*Activity*.
Each line below that includes the word "instances" is to be reported.

/---

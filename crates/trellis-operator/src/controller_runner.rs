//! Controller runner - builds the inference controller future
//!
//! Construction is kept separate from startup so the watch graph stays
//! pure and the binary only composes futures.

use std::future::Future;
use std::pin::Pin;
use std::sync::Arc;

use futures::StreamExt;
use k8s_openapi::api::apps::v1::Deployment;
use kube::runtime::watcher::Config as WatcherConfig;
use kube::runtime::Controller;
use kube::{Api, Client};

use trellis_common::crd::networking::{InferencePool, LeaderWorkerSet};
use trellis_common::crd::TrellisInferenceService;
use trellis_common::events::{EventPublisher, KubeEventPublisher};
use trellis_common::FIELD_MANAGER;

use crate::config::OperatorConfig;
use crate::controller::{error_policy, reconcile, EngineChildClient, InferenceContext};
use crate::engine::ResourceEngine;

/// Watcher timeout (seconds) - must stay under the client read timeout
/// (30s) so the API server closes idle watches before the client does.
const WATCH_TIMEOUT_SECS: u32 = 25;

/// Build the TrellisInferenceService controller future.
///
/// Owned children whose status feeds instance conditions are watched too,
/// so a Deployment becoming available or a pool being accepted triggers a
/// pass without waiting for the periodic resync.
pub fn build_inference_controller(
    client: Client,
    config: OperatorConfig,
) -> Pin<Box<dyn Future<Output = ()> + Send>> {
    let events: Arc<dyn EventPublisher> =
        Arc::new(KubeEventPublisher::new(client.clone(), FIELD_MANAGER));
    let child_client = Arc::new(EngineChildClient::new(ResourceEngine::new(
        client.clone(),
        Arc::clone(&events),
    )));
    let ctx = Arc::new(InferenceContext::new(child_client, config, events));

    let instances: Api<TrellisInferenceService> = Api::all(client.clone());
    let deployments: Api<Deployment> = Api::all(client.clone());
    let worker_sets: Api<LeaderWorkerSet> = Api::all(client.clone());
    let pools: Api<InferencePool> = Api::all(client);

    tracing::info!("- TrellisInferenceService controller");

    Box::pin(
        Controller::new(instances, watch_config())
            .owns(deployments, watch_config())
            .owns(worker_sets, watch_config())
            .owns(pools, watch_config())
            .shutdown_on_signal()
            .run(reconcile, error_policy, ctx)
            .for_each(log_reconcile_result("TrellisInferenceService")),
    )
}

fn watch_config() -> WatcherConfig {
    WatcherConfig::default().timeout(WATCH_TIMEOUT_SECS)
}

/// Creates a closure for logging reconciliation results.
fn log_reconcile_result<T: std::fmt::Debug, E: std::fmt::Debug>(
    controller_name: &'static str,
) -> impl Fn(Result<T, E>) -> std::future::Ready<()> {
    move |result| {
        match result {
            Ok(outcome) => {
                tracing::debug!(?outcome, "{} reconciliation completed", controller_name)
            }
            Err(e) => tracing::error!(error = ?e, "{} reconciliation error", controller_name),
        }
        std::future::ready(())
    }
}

\---

*Exercise answer*.
    let instances: Api<TrellisInferenceService> = Api::all(client.clone());
        Controller::new(instances, watch_config())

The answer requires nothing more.